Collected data
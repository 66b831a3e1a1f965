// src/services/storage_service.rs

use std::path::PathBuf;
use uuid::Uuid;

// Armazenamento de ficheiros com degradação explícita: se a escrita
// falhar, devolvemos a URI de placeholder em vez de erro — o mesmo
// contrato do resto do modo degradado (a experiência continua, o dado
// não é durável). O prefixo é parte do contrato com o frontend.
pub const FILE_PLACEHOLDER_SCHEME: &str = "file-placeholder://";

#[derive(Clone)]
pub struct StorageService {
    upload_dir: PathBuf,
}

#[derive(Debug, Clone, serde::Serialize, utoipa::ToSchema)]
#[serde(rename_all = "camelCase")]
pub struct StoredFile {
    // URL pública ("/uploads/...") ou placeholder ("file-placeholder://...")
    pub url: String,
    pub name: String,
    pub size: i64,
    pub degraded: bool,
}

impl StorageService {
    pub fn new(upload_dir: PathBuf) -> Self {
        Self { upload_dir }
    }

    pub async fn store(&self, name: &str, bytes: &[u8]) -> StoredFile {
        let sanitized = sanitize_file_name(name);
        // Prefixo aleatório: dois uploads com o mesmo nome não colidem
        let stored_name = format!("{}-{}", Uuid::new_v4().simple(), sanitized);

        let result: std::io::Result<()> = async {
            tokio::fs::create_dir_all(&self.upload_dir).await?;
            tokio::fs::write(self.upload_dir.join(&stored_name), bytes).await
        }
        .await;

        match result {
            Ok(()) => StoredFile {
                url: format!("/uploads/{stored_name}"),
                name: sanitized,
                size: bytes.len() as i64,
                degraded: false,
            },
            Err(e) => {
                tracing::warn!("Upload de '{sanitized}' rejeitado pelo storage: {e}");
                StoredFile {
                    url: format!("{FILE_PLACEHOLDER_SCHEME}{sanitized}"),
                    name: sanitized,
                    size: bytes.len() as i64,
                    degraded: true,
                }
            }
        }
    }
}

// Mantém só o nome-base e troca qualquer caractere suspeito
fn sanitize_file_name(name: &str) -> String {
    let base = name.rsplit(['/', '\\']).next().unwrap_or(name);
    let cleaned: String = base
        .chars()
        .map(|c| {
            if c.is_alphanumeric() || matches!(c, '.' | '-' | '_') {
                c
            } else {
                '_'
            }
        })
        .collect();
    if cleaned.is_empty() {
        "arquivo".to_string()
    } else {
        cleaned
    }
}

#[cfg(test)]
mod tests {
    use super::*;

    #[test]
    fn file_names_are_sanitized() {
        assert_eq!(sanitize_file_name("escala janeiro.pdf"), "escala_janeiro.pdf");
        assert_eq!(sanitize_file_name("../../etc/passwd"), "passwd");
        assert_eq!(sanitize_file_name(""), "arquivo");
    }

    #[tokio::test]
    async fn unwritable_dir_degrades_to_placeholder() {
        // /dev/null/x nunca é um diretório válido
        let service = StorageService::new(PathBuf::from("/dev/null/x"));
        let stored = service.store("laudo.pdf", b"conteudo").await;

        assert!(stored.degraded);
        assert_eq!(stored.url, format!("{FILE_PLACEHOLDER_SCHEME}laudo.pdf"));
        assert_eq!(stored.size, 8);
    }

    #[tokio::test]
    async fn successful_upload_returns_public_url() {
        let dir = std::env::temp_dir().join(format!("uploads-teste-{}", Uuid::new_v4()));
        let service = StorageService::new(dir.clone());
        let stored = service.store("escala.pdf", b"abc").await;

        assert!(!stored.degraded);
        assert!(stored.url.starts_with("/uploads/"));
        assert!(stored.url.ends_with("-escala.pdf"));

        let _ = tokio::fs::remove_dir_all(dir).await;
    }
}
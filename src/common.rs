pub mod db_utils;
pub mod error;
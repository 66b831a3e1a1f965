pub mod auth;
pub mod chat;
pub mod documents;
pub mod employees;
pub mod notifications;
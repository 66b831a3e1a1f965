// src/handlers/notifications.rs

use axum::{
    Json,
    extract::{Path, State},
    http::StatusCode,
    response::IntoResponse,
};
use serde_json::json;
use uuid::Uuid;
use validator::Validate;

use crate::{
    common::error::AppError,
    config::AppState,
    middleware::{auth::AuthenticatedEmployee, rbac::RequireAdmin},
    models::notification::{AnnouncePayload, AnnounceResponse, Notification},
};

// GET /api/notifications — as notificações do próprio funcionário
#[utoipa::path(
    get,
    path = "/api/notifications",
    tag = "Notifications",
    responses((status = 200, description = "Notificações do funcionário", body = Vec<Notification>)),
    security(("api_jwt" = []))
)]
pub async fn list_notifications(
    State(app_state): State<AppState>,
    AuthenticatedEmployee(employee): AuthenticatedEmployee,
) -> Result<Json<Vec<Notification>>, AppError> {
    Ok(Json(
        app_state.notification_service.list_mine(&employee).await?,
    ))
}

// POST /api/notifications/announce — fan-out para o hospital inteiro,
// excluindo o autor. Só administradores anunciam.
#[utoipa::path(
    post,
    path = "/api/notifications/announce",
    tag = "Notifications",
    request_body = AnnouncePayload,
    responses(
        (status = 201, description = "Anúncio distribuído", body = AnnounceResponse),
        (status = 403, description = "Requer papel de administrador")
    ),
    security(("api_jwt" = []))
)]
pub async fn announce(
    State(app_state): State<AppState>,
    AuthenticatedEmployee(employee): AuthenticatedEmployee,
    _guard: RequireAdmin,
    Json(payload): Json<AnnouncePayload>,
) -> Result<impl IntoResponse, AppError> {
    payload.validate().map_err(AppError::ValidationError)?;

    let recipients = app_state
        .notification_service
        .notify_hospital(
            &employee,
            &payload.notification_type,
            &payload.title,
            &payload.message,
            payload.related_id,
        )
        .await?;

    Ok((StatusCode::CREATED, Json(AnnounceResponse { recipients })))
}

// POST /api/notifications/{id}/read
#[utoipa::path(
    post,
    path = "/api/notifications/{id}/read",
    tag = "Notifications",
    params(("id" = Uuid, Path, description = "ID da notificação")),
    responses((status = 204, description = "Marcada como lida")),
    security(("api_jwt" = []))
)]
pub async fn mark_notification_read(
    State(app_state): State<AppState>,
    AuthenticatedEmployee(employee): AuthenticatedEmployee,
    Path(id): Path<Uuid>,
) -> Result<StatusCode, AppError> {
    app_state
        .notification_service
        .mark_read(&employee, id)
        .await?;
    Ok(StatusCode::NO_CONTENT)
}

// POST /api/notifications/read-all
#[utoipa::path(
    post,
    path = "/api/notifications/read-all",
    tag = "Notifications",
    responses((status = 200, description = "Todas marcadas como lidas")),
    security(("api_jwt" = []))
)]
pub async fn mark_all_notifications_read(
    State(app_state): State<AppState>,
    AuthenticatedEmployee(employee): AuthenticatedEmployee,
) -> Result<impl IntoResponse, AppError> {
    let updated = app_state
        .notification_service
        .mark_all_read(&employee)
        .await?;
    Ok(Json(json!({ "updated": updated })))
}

#### TASK
Scan the records above for the word "bytes". Copy each line that has it.

#### RESULT BELOW
    pub async fn store(&self, name: &str, bytes: &[u8]) -> StoredFile {
            tokio::fs::write(self.upload_dir.join(&stored_name), bytes).await
                size: bytes.len() as i64,
                    size: bytes.len() as i64,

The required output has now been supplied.